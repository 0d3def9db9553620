use chrono::Local;
use colored::Colorize;
use fern::Dispatch;
use log::LevelFilter;
use std::fs::{create_dir_all, OpenOptions};
use std::io;
use std::path::Path;

/// Maps a textual level (as found in `LOG_LEVEL`) onto a `LevelFilter`.
///
/// Unknown values fall back to `Info`.
pub fn parse_level(log_level: &str) -> LevelFilter {
    match log_level.trim().to_lowercase().as_str() {
        "trace" => LevelFilter::Trace,
        "debug" => LevelFilter::Debug,
        "info" => LevelFilter::Info,
        "warn" => LevelFilter::Warn,
        "error" => LevelFilter::Error,
        "off" => LevelFilter::Off,
        _ => LevelFilter::Info,
    }
}

/// Installs the global logger: timestamped, colored lines written to
/// `log_file_path` and, when `to_stdout` is set, to stdout as well.
pub fn init_logger(log_level: &str, log_file_path: &str, to_stdout: bool) -> io::Result<()> {
    if let Some(parent) = Path::new(log_file_path).parent() {
        if !parent.as_os_str().is_empty() && !parent.exists() {
            create_dir_all(parent)?;
        }
    }

    let log_file = OpenOptions::new()
        .create(true)
        .append(true)
        .open(log_file_path)?;

    let mut dispatch = Dispatch::new()
        .format(|out, message, record| {
            let level_str = match record.level() {
                log::Level::Error => "ERROR".red(),
                log::Level::Warn => "WARN".yellow(),
                log::Level::Info => "INFO".green(),
                log::Level::Debug => "DEBUG".cyan(),
                log::Level::Trace => "TRACE".normal(),
            };

            out.finish(format_args!(
                "[{}][{}][{}] {}",
                Local::now().format("%Y-%m-%d %H:%M:%S"),
                level_str,
                record.target(),
                message
            ))
        })
        .level(parse_level(log_level))
        .level_for("sqlx", LevelFilter::Warn)
        .level_for("sea_orm", LevelFilter::Warn)
        .chain(log_file);

    if to_stdout {
        dispatch = dispatch.chain(io::stdout());
    }

    dispatch
        .apply()
        .map_err(|e| io::Error::new(io::ErrorKind::Other, e))
}
use crate::seed::Seeder;
use db::models::assessment::{self, AssessmentKind};
use db::models::course;
use sea_orm::{DatabaseConnection, DbErr, EntityTrait};

pub struct AssessmentSeeder;

#[async_trait::async_trait]
impl Seeder for AssessmentSeeder {
    async fn seed(&self, db: &DatabaseConnection) -> Result<(), DbErr> {
        let courses = course::Entity::find().all(db).await?;

        for course in &courses {
            for n in 1..=fastrand::u32(2..=4) {
                assessment::Model::create(
                    db,
                    course.id,
                    &format!("Quiz {n}"),
                    AssessmentKind::Quiz,
                    50.0,
                )
                .await?;
            }
            assessment::Model::create(db, course.id, "Semester Test", AssessmentKind::Exam, 50.0)
                .await?;
            for n in 1..=fastrand::u32(1..=3) {
                assessment::Model::create(
                    db,
                    course.id,
                    &format!("Practical {n}"),
                    AssessmentKind::Assignment,
                    fastrand::choice([40.0, 50.0, 60.0]).unwrap_or(50.0),
                )
                .await?;
            }
        }
        Ok(())
    }
}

(Problem description)
Please set down again, word for word, only the lines from the start of the entries through the line with "pub fn parse_level(log_level: &str)", both ends included.

(Result)
repository 0d3def9db9553620
use chrono::Local;
use colored::Colorize;
use fern::Dispatch;
use log::LevelFilter;
use std::fs::{create_dir_all, OpenOptions};
use std::io;
use std::path::Path;

/// Maps a textual level (as found in `LOG_LEVEL`) onto a `LevelFilter`.
///
/// Unknown values fall back to `Info`.
pub fn parse_level(log_level: &str) -> LevelFilter {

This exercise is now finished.